Milo was born in the 6th century B.C. in the Greek colony of Croton, in southern Italy. A prodigiously strong wrestler, he rose to prominence at the 60th Olympic Games (540 B.C.). He won at least 32 major wrestling contests - including six Olympic crowns - over a career spanning more than two decades. His attempt to win a seventh crown failed when his younger opponent (also from Croton) made it a contest of endurance and refused to close with the more powerful Milo. Despite his age, his rivals still feared his massive strength!

Milo was famously strong and large - it's said that he carried a bull calf around on his shoulders daily to strengthen his muscles, finally eating the bull when it reached adulthood four years later. Due to this feat, some credit him as the father of progressive resistance exercise. Milo also performed feats of strength and balance. He challenged people to move him from a precarious perch atop an oiled discus, or to bend his fingers or arm, and could burst a band stretched around his temples by inhaling. Legend has it that Milo himself carried and placed the great bronze statue dedicated to his Olympic victories.

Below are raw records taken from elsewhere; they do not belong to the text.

use std::io::{ErrorKind, Read, Write};
use std::path::{Path, PathBuf};
use std::process::{Child, ChildStderr, Command, Stdio};
use std::thread::JoinHandle;

use crate::error::{Error, Result};
use crate::render::canvas::{Canvas, CHANNELS, FFMPEG_PIX_FMT};
use crate::render::synth::{CanvasSpec, FrameSink};

const STDERR_TAIL_CHARS: usize = 500;

/// Codec settings for the silent intermediate stream.
#[derive(Clone, Debug, PartialEq)]
pub struct IntermediateSettings {
    pub codec: String,
    pub pix_fmt: String,
    pub crf: u32,
    pub preset: String,
}

impl Default for IntermediateSettings {
    fn default() -> Self {
        Self {
            codec: "libx264".into(),
            pix_fmt: "yuv420p".into(),
            crf: 18,
            preset: "medium".into(),
        }
    }
}

/// Raw frames piped into an ffmpeg child that writes a silent video.
///
/// stderr is drained on a separate thread so a chatty encoder can never
/// fill the pipe and stall frame writes.
pub struct FfmpegFrameSink {
    child: Option<Child>,
    stderr: Option<JoinHandle<Vec<u8>>>,
    frame_len: usize,
    path: PathBuf,
}

impl FfmpegFrameSink {
    pub fn open(
        binary: &Path,
        output_path: &Path,
        canvas: CanvasSpec,
        fps: u32,
        settings: &IntermediateSettings,
    ) -> Result<Self> {
        // ffmpeg only notices an unwritable output once frames arrive.
        std::fs::File::create(output_path).map_err(|e| Error::WriterOpen {
            path: output_path.to_path_buf(),
            reason: format!("cannot create intermediate video: {e}"),
        })?;

        let args = intermediate_args(output_path, canvas, fps, settings);
        log::debug!("Frame sink: {} {}", binary.display(), args.join(" "));

        let mut child = Command::new(binary)
            .args(&args)
            .stdin(Stdio::piped())
            .stdout(Stdio::null())
            .stderr(Stdio::piped())
            .spawn()
            .map_err(|e| Error::WriterOpen {
                path: output_path.to_path_buf(),
                reason: if e.kind() == ErrorKind::NotFound {
                    format!("ffmpeg not found at '{}'. Is ffmpeg installed?", binary.display())
                } else {
                    format!("failed to spawn '{}': {}", binary.display(), e)
                },
            })?;

        log::info!(
            "Frame sink started: {}x{} @ {}fps, codec={}",
            canvas.width,
            canvas.height,
            fps,
            settings.codec
        );

        let stderr = child.stderr.take().map(drain);

        Ok(Self {
            child: Some(child),
            stderr,
            frame_len: canvas.width as usize * canvas.height as usize * CHANNELS,
            path: output_path.to_path_buf(),
        })
    }

    /// Close stdin, wait, and turn a non-zero exit into `EncodeFailure`.
    fn close(&mut self) -> Result<()> {
        let Some(mut child) = self.child.take() else {
            return Ok(());
        };
        drop(child.stdin.take());

        let status = child
            .wait()
            .map_err(|e| Error::io("Failed to wait for ffmpeg", e))?;
        let stderr = self
            .stderr
            .take()
            .map(|handle| handle.join().unwrap_or_default())
            .unwrap_or_default();

        if !status.success() {
            return Err(Error::EncodeFailure {
                stage: "intermediate",
                status: status.to_string(),
                stderr: stderr_tail(&stderr),
            });
        }
        Ok(())
    }
}

impl FrameSink for FfmpegFrameSink {
    fn write_frame(&mut self, canvas: &Canvas) -> Result<()> {
        let pixels = canvas.as_bytes();
        if pixels.len() != self.frame_len {
            return Err(Error::InvalidSettings(format!(
                "frame is {} bytes, sink expects {}",
                pixels.len(),
                self.frame_len
            )));
        }

        let stdin = self
            .child
            .as_mut()
            .and_then(|c| c.stdin.as_mut())
            .ok_or_else(|| Error::io("FFmpeg stdin not available", ErrorKind::BrokenPipe.into()))?;

        if let Err(write_err) = stdin.write_all(pixels) {
            // ffmpeg usually died first; its stderr says why.
            return match self.close() {
                Err(e @ Error::EncodeFailure { .. }) => Err(e),
                _ => Err(Error::io("Failed to write frame to ffmpeg", write_err)),
            };
        }
        Ok(())
    }

    fn finish(mut self) -> Result<()> {
        self.close()?;
        log::info!("Intermediate encode complete: {}", self.path.display());
        Ok(())
    }
}

impl Drop for FfmpegFrameSink {
    fn drop(&mut self) {
        if let Some(mut child) = self.child.take() {
            drop(child.stdin.take());
            let _ = child.kill();
            let _ = child.wait();
        }
    }
}

fn intermediate_args(output_path: &Path, canvas: CanvasSpec, fps: u32, settings: &IntermediateSettings) -> Vec<String> {
    vec![
        "-hide_banner".into(),
        "-loglevel".into(), "error".into(),
        "-y".into(),
        "-f".into(), "rawvideo".into(),
        "-pixel_format".into(), FFMPEG_PIX_FMT.into(),
        "-video_size".into(), format!("{}x{}", canvas.width, canvas.height),
        "-framerate".into(), fps.to_string(),
        "-i".into(), "pipe:0".into(),
        "-an".into(),
        "-c:v".into(), settings.codec.clone(),
        "-pix_fmt".into(), settings.pix_fmt.clone(),
        "-crf".into(), settings.crf.to_string(),
        "-preset".into(), settings.preset.clone(),
        output_path.to_string_lossy().into_owned(),
    ]
}

fn drain(mut stderr: ChildStderr) -> JoinHandle<Vec<u8>> {
    std::thread::spawn(move || {
        let mut buf = Vec::new();
        let _ = stderr.read_to_end(&mut buf);
        buf
    })
}

/// Run ffmpeg to completion with captured output.
///
/// A missing binary is `EncoderMissing`; a non-zero exit is `EncodeFailure`
/// tagged with `stage`.
pub fn run(binary: &Path, args: &[String], stage: &'static str) -> Result<()> {
    log::debug!("{} encode: {} {}", stage, binary.display(), args.join(" "));

    let output = Command::new(binary)
        .args(args)
        .stdin(Stdio::null())
        .output()
        .map_err(|e| spawn_error(binary, e))?;

    if !output.status.success() {
        return Err(Error::EncodeFailure {
            stage,
            status: output.status.to_string(),
            stderr: stderr_tail(&output.stderr),
        });
    }
    Ok(())
}

/// Fail fast when the encoder binary cannot be executed.
pub fn probe(binary: &Path) -> Result<()> {
    run(binary, &["-hide_banner".into(), "-version".into()], "probe")
}

fn spawn_error(binary: &Path, e: std::io::Error) -> Error {
    if e.kind() == ErrorKind::NotFound {
        Error::EncoderMissing {
            binary: binary.to_path_buf(),
        }
    } else {
        Error::io(format!("Failed to spawn {}", binary.display()), e)
    }
}

fn stderr_tail(stderr: &[u8]) -> String {
    let text = String::from_utf8_lossy(stderr);
    let chars: Vec<char> = text.chars().collect();
    let start = chars.len().saturating_sub(STDERR_TAIL_CHARS);
    chars[start..].iter().collect::<String>().trim().to_owned()
}

#[cfg(test)]
mod tests {
    use super::*;

    #[test]
    fn intermediate_args_describe_raw_input() {
        let canvas = CanvasSpec {
            width: 1080,
            height: 1920,
        };
        let args = intermediate_args(Path::new("/tmp/x.mp4"), canvas, 30, &IntermediateSettings::default());
        let joined = args.join(" ");
        assert!(joined.contains("-f rawvideo -pixel_format rgb24 -video_size 1080x1920 -framerate 30"));
        assert!(joined.contains("-an -c:v libx264 -pix_fmt yuv420p -crf 18"));
        assert_eq!(args.last().map(String::as_str), Some("/tmp/x.mp4"));
    }

    #[test]
    fn missing_binary_is_encoder_missing() {
        let err = run(Path::new("/definitely/not/ffmpeg"), &[], "primary").err().unwrap();
        assert!(matches!(err, Error::EncoderMissing { .. }));
        assert!(err.to_string().contains("Install ffmpeg"));
    }

    #[test]
    fn missing_binary_fails_sink_open() {
        let dir = tempfile::tempdir().unwrap();
        let canvas = CanvasSpec {
            width: 2,
            height: 2,
        };
        let err = FfmpegFrameSink::open(
            Path::new("/definitely/not/ffmpeg"),
            &dir.path().join("silent.mp4"),
            canvas,
            30,
            &IntermediateSettings::default(),
        )
        .err()
        .unwrap();
        assert!(matches!(err, Error::WriterOpen { .. }));
    }

    #[test]
    fn unwritable_output_fails_open_before_spawning() {
        let dir = tempfile::tempdir().unwrap();
        let canvas = CanvasSpec {
            width: 2,
            height: 2,
        };
        for path in [dir.path().join("missing").join("silent.mp4"), dir.path().to_path_buf()] {
            // The binary is never reached, so any name works here.
            let err = FfmpegFrameSink::open(Path::new("ffmpeg"), &path, canvas, 30, &IntermediateSettings::default())
                .err()
                .unwrap();
            match err {
                Error::WriterOpen { path: reported, .. } => assert_eq!(reported, path),
                other => panic!("expected WriterOpen, got {other}"),
            }
        }
        assert!(!dir.path().join("missing").exists());
    }

    #[cfg(unix)]
    #[test]
    fn stderr_is_drained_past_the_pipe_buffer() {
        let mut child = Command::new("sh")
            .args(["-c", "head -c 200000 /dev/zero >&2; exit 3"])
            .stderr(Stdio::piped())
            .spawn()
            .unwrap();
        let handle = drain(child.stderr.take().unwrap());
        let status = child.wait().unwrap();
        assert!(!status.success());
        assert_eq!(handle.join().unwrap().len(), 200_000);
    }

    #[test]
    fn stderr_tail_keeps_the_end() {
        let long = "x".repeat(1000) + "the actual error";
        let tail = stderr_tail(long.as_bytes());
        assert_eq!(tail.chars().count(), STDERR_TAIL_CHARS);
        assert!(tail.ends_with("the actual error"));
    }
}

Detractors made Milo out to be a buffoon, a glutton, and a man who thought with his muscles. He wasn't simply a wrestler, though - some sources claim that he was a disciple of Pythagoras (and once saved his life by holding up a falling roof), a man of political influence, and a brave warrior respected by his fellow soldiers. According to legend, he died of hubris: finding a partially split tree stump held open by wedges, he tried to tear it apart with sheer strength but the wedges fell out and his hands were trapped. Helpless, he was devoured by wild beasts. This legendary death features prominently in the many statues and paintings immortalizing Milo.